What is being asked:
Print the data below exactly as it appears.

Input material:
• • •
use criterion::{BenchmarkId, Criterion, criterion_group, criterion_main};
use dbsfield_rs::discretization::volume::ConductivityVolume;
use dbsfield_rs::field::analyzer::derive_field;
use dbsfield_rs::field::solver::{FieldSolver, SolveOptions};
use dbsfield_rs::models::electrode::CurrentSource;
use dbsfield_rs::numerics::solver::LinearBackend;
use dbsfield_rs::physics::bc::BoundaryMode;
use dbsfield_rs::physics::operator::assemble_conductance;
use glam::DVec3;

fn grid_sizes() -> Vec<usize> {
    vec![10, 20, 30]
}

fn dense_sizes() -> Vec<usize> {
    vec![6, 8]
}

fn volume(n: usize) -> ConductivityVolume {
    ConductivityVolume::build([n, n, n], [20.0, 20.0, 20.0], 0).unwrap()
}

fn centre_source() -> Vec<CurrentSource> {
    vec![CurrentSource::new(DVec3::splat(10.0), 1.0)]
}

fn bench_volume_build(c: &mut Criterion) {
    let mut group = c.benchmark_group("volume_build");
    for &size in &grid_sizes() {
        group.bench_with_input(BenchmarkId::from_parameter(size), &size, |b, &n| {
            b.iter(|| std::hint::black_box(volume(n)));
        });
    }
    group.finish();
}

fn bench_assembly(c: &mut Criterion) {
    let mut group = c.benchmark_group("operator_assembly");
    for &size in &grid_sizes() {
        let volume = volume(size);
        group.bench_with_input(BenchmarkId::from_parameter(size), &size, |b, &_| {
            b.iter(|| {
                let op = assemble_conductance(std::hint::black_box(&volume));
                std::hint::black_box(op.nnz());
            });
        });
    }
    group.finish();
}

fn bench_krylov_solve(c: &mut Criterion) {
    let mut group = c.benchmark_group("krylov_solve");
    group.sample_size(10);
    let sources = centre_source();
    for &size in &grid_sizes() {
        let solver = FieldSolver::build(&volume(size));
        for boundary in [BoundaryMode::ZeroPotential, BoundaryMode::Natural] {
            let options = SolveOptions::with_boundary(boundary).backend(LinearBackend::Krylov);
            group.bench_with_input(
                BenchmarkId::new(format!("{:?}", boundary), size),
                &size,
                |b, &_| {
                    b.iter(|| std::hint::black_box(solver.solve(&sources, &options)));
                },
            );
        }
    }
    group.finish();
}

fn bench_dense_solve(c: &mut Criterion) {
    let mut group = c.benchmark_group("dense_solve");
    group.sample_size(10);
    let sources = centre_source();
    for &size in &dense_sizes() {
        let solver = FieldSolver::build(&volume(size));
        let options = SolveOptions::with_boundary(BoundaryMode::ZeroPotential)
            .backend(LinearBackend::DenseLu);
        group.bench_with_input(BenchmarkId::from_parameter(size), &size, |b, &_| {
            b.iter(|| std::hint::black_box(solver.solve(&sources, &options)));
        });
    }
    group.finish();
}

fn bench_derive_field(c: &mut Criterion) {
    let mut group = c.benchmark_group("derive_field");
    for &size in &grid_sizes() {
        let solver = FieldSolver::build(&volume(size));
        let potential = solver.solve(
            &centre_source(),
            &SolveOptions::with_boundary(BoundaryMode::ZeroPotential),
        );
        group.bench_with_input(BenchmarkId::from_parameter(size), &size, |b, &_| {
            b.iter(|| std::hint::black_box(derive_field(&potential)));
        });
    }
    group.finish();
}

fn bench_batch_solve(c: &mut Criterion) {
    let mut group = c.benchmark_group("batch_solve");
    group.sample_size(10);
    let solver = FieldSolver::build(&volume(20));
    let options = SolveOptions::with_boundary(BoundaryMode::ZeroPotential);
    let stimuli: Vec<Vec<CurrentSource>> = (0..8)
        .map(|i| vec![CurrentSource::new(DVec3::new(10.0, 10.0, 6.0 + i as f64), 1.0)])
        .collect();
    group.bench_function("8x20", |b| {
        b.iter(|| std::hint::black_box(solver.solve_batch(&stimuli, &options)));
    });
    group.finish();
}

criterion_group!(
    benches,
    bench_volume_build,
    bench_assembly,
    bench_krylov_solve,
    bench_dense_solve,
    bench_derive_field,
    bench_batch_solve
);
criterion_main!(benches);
• • •
Solved problem:
use criterion::{BenchmarkId, Criterion, criterion_group, criterion_main};
use dbsfield_rs::discretization::volume::ConductivityVolume;
use dbsfield_rs::field::analyzer::derive_field;
use dbsfield_rs::field::solver::{FieldSolver, SolveOptions};
use dbsfield_rs::models::electrode::CurrentSource;
use dbsfield_rs::numerics::solver::LinearBackend;
use dbsfield_rs::physics::bc::BoundaryMode;
use dbsfield_rs::physics::operator::assemble_conductance;
use glam::DVec3;

fn grid_sizes() -> Vec<usize> {
    vec![10, 20, 30]
}

fn dense_sizes() -> Vec<usize> {
    vec![6, 8]
}

fn volume(n: usize) -> ConductivityVolume {
    ConductivityVolume::build([n, n, n], [20.0, 20.0, 20.0], 0).unwrap()
}

fn centre_source() -> Vec<CurrentSource> {
    vec![CurrentSource::new(DVec3::splat(10.0), 1.0)]
}

fn bench_volume_build(c: &mut Criterion) {
    let mut group = c.benchmark_group("volume_build");
    for &size in &grid_sizes() {
        group.bench_with_input(BenchmarkId::from_parameter(size), &size, |b, &n| {
            b.iter(|| std::hint::black_box(volume(n)));
        });
    }
    group.finish();
}

fn bench_assembly(c: &mut Criterion) {
    let mut group = c.benchmark_group("operator_assembly");
    for &size in &grid_sizes() {
        let volume = volume(size);
        group.bench_with_input(BenchmarkId::from_parameter(size), &size, |b, &_| {
            b.iter(|| {
                let op = assemble_conductance(std::hint::black_box(&volume));
                std::hint::black_box(op.nnz());
            });
        });
    }
    group.finish();
}

fn bench_krylov_solve(c: &mut Criterion) {
    let mut group = c.benchmark_group("krylov_solve");
    group.sample_size(10);
    let sources = centre_source();
    for &size in &grid_sizes() {
        let solver = FieldSolver::build(&volume(size));
        for boundary in [BoundaryMode::ZeroPotential, BoundaryMode::Natural] {
            let options = SolveOptions::with_boundary(boundary).backend(LinearBackend::Krylov);
            group.bench_with_input(
                BenchmarkId::new(format!("{:?}", boundary), size),
                &size,
                |b, &_| {
                    b.iter(|| std::hint::black_box(solver.solve(&sources, &options)));
                },
            );
        }
    }
    group.finish();
}

fn bench_dense_solve(c: &mut Criterion) {
    let mut group = c.benchmark_group("dense_solve");
    group.sample_size(10);
    let sources = centre_source();
    for &size in &dense_sizes() {
        let solver = FieldSolver::build(&volume(size));
        let options = SolveOptions::with_boundary(BoundaryMode::ZeroPotential)
            .backend(LinearBackend::DenseLu);
        group.bench_with_input(BenchmarkId::from_parameter(size), &size, |b, &_| {
            b.iter(|| std::hint::black_box(solver.solve(&sources, &options)));
        });
    }
    group.finish();
}

fn bench_derive_field(c: &mut Criterion) {
    let mut group = c.benchmark_group("derive_field");
    for &size in &grid_sizes() {
        let solver = FieldSolver::build(&volume(size));
        let potential = solver.solve(
            &centre_source(),
            &SolveOptions::with_boundary(BoundaryMode::ZeroPotential),
        );
        group.bench_with_input(BenchmarkId::from_parameter(size), &size, |b, &_| {
            b.iter(|| std::hint::black_box(derive_field(&potential)));
        });
    }
    group.finish();
}

fn bench_batch_solve(c: &mut Criterion) {
    let mut group = c.benchmark_group("batch_solve");
    group.sample_size(10);
    let solver = FieldSolver::build(&volume(20));
    let options = SolveOptions::with_boundary(BoundaryMode::ZeroPotential);
    let stimuli: Vec<Vec<CurrentSource>> = (0..8)
        .map(|i| vec![CurrentSource::new(DVec3::new(10.0, 10.0, 6.0 + i as f64), 1.0)])
        .collect();
    group.bench_function("8x20", |b| {
        b.iter(|| std::hint::black_box(solver.solve_batch(&stimuli, &options)));
    });
    group.finish();
}

criterion_group!(
    benches,
    bench_volume_build,
    bench_assembly,
    bench_krylov_solve,
    bench_dense_solve,
    bench_derive_field,
    bench_batch_solve
);
criterion_main!(benches);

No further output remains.